Monday, January 24, 2011
Some of you remember Walker’s Gift, a post about a talk given by Ian Brown, author of The Boy in the Moon. Brown's son Walker has a rare genetic condition and significant disabilities. Brown talked about how doctors never addressed the central question of the meaning of Walker’s life:
"It wasn't the keeping him alive or happy or from hitting himself that was most hard, it was that I didn't know what the meaning of his life was. Or whether he had an inner life. The most important question of all was about his soul. I don't know how you measure that in the medical world. That matters to the parent and it matters to the disabled child."
My son Ben is pictured above. I think many of us wrestle with the ‘why’ of our children's lives when their gifts don’t fall within conventional measures of success. And more importantly, with how we can ensure our child has a rich, and not diminished, life.
I’ve been reading The Four Walls of My Freedom, a memoir by Donna Thomson about raising her son Nicholas, now 21, who has cerebral palsy and is physically-dependent.
Thomson introduces us to the Capability Approach, a model developed by economist and philosopher Amartya Sen as a way of looking at poverty. But Thomson applies it to life with disability.

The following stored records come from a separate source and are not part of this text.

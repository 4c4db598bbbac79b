use axum::{
    Extension, Json,
    extract::{Query, State},
};
use chrono::Utc;
use sea_orm::{ColumnTrait, EntityTrait, PaginatorTrait, QueryFilter, QuerySelect};
use serde::{Deserialize, Serialize};
use utoipa::ToSchema;

use crate::{
    entity::{order, sea_orm_active_enums::OrderStatus},
    error::ApiError,
    middleware::jwt::AppUser,
    state::AppState,
};

const DEFAULT_RANGE_DAYS: i64 = 7;

#[derive(Debug, Deserialize)]
pub struct StatisticsQuery {
    pub date_range: Option<i64>,
}

#[derive(Debug, Serialize, ToSchema)]
pub struct OrderStats {
    pub total_orders: u64,
    pub pending_orders: u64,
    pub confirmed_orders: u64,
    pub shipping_orders: u64,
    pub completed_orders: u64,
    pub cancelled_orders: u64,
    /// Sum of `total_amount` over completed orders only
    pub total_revenue: f64,
    pub date_range_days: i64,
}

#[derive(Debug, Serialize, ToSchema)]
pub struct StatisticsResponse {
    pub success: bool,
    pub stats: OrderStats,
}

pub(crate) async fn collect_stats(
    db: &sea_orm::DatabaseConnection,
    days: i64,
) -> Result<OrderStats, ApiError> {
    let start = Utc::now().naive_utc() - chrono::Duration::days(days);
    let in_window = order::Entity::find().filter(order::Column::CreatedAt.gte(start));

    let total_orders = in_window.clone().count(db).await?;

    let mut by_status = [0_u64; 5];
    for (slot, status) in [
        OrderStatus::Pending,
        OrderStatus::Confirmed,
        OrderStatus::Shipping,
        OrderStatus::Completed,
        OrderStatus::Cancelled,
    ]
    .into_iter()
    .enumerate()
    {
        by_status[slot] = in_window
            .clone()
            .filter(order::Column::Status.eq(status))
            .count(db)
            .await?;
    }

    let total_revenue: Option<f64> = in_window
        .filter(order::Column::Status.eq(OrderStatus::Completed))
        .select_only()
        .column_as(order::Column::TotalAmount.sum(), "total")
        .into_tuple()
        .one(db)
        .await?
        .flatten();

    Ok(OrderStats {
        total_orders,
        pending_orders: by_status[0],
        confirmed_orders: by_status[1],
        shipping_orders: by_status[2],
        completed_orders: by_status[3],
        cancelled_orders: by_status[4],
        total_revenue: total_revenue.unwrap_or(0.0),
        date_range_days: days,
    })
}

#[utoipa::path(
    get,
    path = "/admin/orders/statistics",
    tag = "admin",
    params(
        ("date_range" = Option<i64>, Query, description = "Trailing window in days, default 7")
    ),
    responses(
        (status = 200, description = "Order statistics over the window", body = StatisticsResponse),
        (status = 401, description = "Unauthorized"),
        (status = 403, description = "Forbidden")
    ),
    security(("bearer_auth" = []))
)]
#[tracing::instrument(name = "GET /admin/orders/statistics", skip(state, user))]
pub async fn order_statistics(
    State(state): State<AppState>,
    Extension(user): Extension<AppUser>,
    Query(query): Query<StatisticsQuery>,
) -> Result<Json<StatisticsResponse>, ApiError> {
    user.require_staff()?;

    let days = query.date_range.unwrap_or(DEFAULT_RANGE_DAYS).max(0);
    let stats = collect_stats(&state.db, days).await?;

    Ok(Json(StatisticsResponse {
        success: true,
        stats,
    }))
}

#[cfg(test)]
mod tests {
    use sea_orm::{ActiveModelTrait, Set};

    use super::*;
    use crate::test_support;

    async fn insert_order(
        db: &sea_orm::DatabaseConnection,
        user_id: i32,
        status: OrderStatus,
        amount: f64,
        age_days: i64,
    ) {
        let at = Utc::now().naive_utc() - chrono::Duration::days(age_days);
        order::ActiveModel {
            user_id: Set(user_id),
            receiver: Set("Alice".into()),
            phone: Set("0123456789".into()),
            address: Set("1 Main Street".into()),
            note: Set(None),
            total_amount: Set(amount),
            status: Set(status),
            created_at: Set(at),
            updated_at: Set(at),
            ..Default::default()
        }
        .insert(db)
        .await
        .unwrap();
    }

    #[tokio::test]
    async fn revenue_counts_only_completed_orders_in_the_window() {
        let db = test_support::setup_db().await;
        let user = test_support::seed_user(&db, "alice", false).await;

        insert_order(&db, user.id, OrderStatus::Completed, 100.0, 1).await;
        insert_order(&db, user.id, OrderStatus::Completed, 50.0, 2).await;
        insert_order(&db, user.id, OrderStatus::Pending, 999.0, 1).await;
        insert_order(&db, user.id, OrderStatus::Cancelled, 999.0, 1).await;
        // Outside the 7-day window entirely.
        insert_order(&db, user.id, OrderStatus::Completed, 777.0, 30).await;

        let stats = collect_stats(&db, 7).await.unwrap();
        assert_eq!(stats.total_orders, 4);
        assert_eq!(stats.pending_orders, 1);
        assert_eq!(stats.completed_orders, 2);
        assert_eq!(stats.cancelled_orders, 1);
        assert_eq!(stats.total_revenue, 150.0);
        assert_eq!(stats.date_range_days, 7);
    }

    #[tokio::test]
    async fn empty_windows_report_zero_revenue() {
        let db = test_support::setup_db().await;
        let stats = collect_stats(&db, 7).await.unwrap();
        assert_eq!(stats.total_orders, 0);
        assert_eq!(stats.total_revenue, 0.0);
    }
}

“The key idea of the Capability Approach is that social arrangements should expand people’s capabilities, or their freedom to promote whatever activities and lifestyle they value,” Thomson writes. “Sen argues that the central concern of having a decent and valued life worth living is that of freedom. It is not money and it is not 'accomplishments.' The approach examines the range of possibilities for human flourishing within a given set of circumstances, especially circumstances involving adversity.”
Thomson shares how she aggressively pushed for surgeries for her son to relieve unbearable pain from a dislocated hip that kept him in bed. “I wasn’t ready to give up on an active future for Nick,” she says. When a second surgery doesn’t yield the hoped-for results, she has to acknowledge that she expected too much from doctors.

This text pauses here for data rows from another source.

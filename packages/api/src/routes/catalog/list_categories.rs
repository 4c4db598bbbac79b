use axum::{Json, extract::State};
use sea_orm::{ColumnTrait, EntityTrait, QueryFilter, QueryOrder};

use crate::{entity::category, error::ApiError, state::AppState};

/// Visible categories for the storefront navigation.
#[tracing::instrument(name = "GET /categories", skip(state))]
pub async fn list_categories(
    State(state): State<AppState>,
) -> Result<Json<Vec<category::Model>>, ApiError> {
    let categories = category::Entity::find()
        .filter(category::Column::Hide.eq(false))
        .order_by_asc(category::Column::Name)
        .all(&state.db)
        .await?;
    Ok(Json(categories))
}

“Now, I no longer hope for a future full of active verbs for Nicholas. I have accepted that he chooses to remain in bed almost all of his days because that is where he is most comfortable. Nicholas’ capabilities of being pain free and maintaining his dignity through choice and self-direction merge in his lifestyle nowadays. The German film director Werner Herzog once made a film about people with disabilities whom, he said, ‘experience the world on a very reduced level, but very richly.’ The riches that Nicholas enjoys are his friendships with his caregivers and with his friends and family.”
Thomson talks about how human worth is bestowed through relationships. “The essential worth of another is received love.”

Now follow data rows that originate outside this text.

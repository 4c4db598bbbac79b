use std::collections::HashMap;

use axum::{
    Router,
    routing::{get, post},
};
use sea_orm::{ColumnTrait, ConnectionTrait, EntityTrait, QueryFilter};
use serde::Serialize;

use crate::{
    entity::{order, order_item, product, product_size, sea_orm_active_enums::OrderStatus, size},
    error::ApiError,
    state::AppState,
};

pub mod get_order;
pub mod my_orders;
pub mod process_checkout;

pub fn routes() -> Router<AppState> {
    Router::new()
        .route("/process-checkout", post(process_checkout::process_checkout))
        .route("/my-orders", get(my_orders::my_orders))
        .route("/order/{order_id}", get(get_order::get_order))
}

#[derive(Debug, Serialize)]
pub struct OrderItemDetail {
    pub name: String,
    pub size: String,
    pub quantity: i32,
    /// Unit price at order time, not the live product price
    pub price: f64,
}

#[derive(Debug, Serialize)]
pub struct OrderDetail {
    pub id: i32,
    pub receiver: String,
    pub phone: String,
    pub address: String,
    pub note: Option<String>,
    pub total_amount: f64,
    pub status: OrderStatus,
    pub status_display: &'static str,
    pub created_at: String,
    pub items: Vec<OrderItemDetail>,
}

/// Serialize orders with their line items, resolving product and size names
/// in batched queries.
pub(crate) async fn load_order_details(
    db: &impl ConnectionTrait,
    orders: Vec<order::Model>,
) -> Result<Vec<OrderDetail>, ApiError> {
    if orders.is_empty() {
        return Ok(vec![]);
    }

    let order_ids: Vec<i32> = orders.iter().map(|o| o.id).collect();
    let items = order_item::Entity::find()
        .filter(order_item::Column::OrderId.is_in(order_ids))
        .all(db)
        .await?;

    let variant_ids: Vec<i32> = items.iter().map(|i| i.product_size_id).collect();
    let variants = if variant_ids.is_empty() {
        vec![]
    } else {
        product_size::Entity::find()
            .filter(product_size::Column::Id.is_in(variant_ids))
            .all(db)
            .await?
    };

    let product_ids: Vec<i32> = variants.iter().map(|v| v.product_id).collect();
    let products = if product_ids.is_empty() {
        vec![]
    } else {
        product::Entity::find()
            .filter(product::Column::Id.is_in(product_ids))
            .all(db)
            .await?
    };
    let product_names: HashMap<i32, String> =
        products.into_iter().map(|p| (p.id, p.name)).collect();

    let sizes = size::Entity::find().all(db).await?;
    let size_names: HashMap<i32, String> = sizes.into_iter().map(|s| (s.id, s.name)).collect();

    let variant_map: HashMap<i32, &product_size::Model> =
        variants.iter().map(|v| (v.id, v)).collect();

    let mut grouped: HashMap<i32, Vec<OrderItemDetail>> = HashMap::new();
    for item in items {
        let Some(variant) = variant_map.get(&item.product_size_id) else {
            continue;
        };
        grouped.entry(item.order_id).or_default().push(OrderItemDetail {
            name: product_names
                .get(&variant.product_id)
                .cloned()
                .unwrap_or_default(),
            size: size_names
                .get(&variant.size_id)
                .cloned()
                .unwrap_or_default(),
            quantity: item.quantity,
            price: item.price,
        });
    }

    Ok(orders
        .into_iter()
        .map(|o| OrderDetail {
            id: o.id,
            receiver: o.receiver,
            phone: o.phone,
            address: o.address,
            note: o.note,
            total_amount: o.total_amount,
            status: o.status,
            status_display: o.status.label(),
            created_at: o.created_at.to_string(),
            items: grouped.remove(&o.id).unwrap_or_default(),
        })
        .collect())
}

Sen would describe Nicholas' decision to stay in bed as an adaptive preference – a choice one makes in circumstances of deprivation when other choices aren’t possible. “Nicholas exercises his adaptive preferences by saying that he is no longer interested in events and activities outside of his bedroom," Thomson writes. "But Nicholas prefers to view this as anything but tragic. There may be an important game on television that he doesn’t want to miss, or a new computer game to try out. He chooses a series of interesting activities to pursue each day within the small sphere of his room, and he is happy.”
This drives home our responsibility to look to our children – not to common cultural perceptions – as to what brings happiness. “…it is part of our job as people who love someone who is very dependent to redefine happiness and achievement,” Thomson says.
She notes that it’s challenging to measure the extent to which someone has a life they value. She shares an index she used to determine wellbeing in her family. Each member rates themselves in areas such as empowered to act; self-direction; harmony with nature; spiritual state; inner peace; play and fun; meaningful work; education and learning; beauty and creativity; community support; friendship; family relationships; and four elements of health.
Although Nick doesn’t speak, he seems to communicate well through a voice device. I’m not sure how an index like this would be used when the person can’t express their thoughts well.
Thomson goes on to call for a public/private partnership in supporting our most vulnerable citizens. “A fair trajectory for my caring years should not include me changing Nicholas’ diapers when he is 35 and I am 70.”
I haven’t finished reading the book, and Thomson’s suggestions for public policy changes that will give people with disabilities freedom to choose the lives they wish are yet to come. For example, I skipped ahead and noted that Thomson suggests parents of children with severe disabilities should be offered a residential placement at age 15. If the parents choose to keep their child at home, they should be entitled to the equivalent care costs to be used in the family home.
I am enjoying this book because I like the idea that we must redefine our notions of happiness and achievement to fit the needs, desires and values of our children. I’m still a bit fuzzy on how to determine what my son values most when communication is a challenge, and how to make it a reality given some of the big-picture barriers.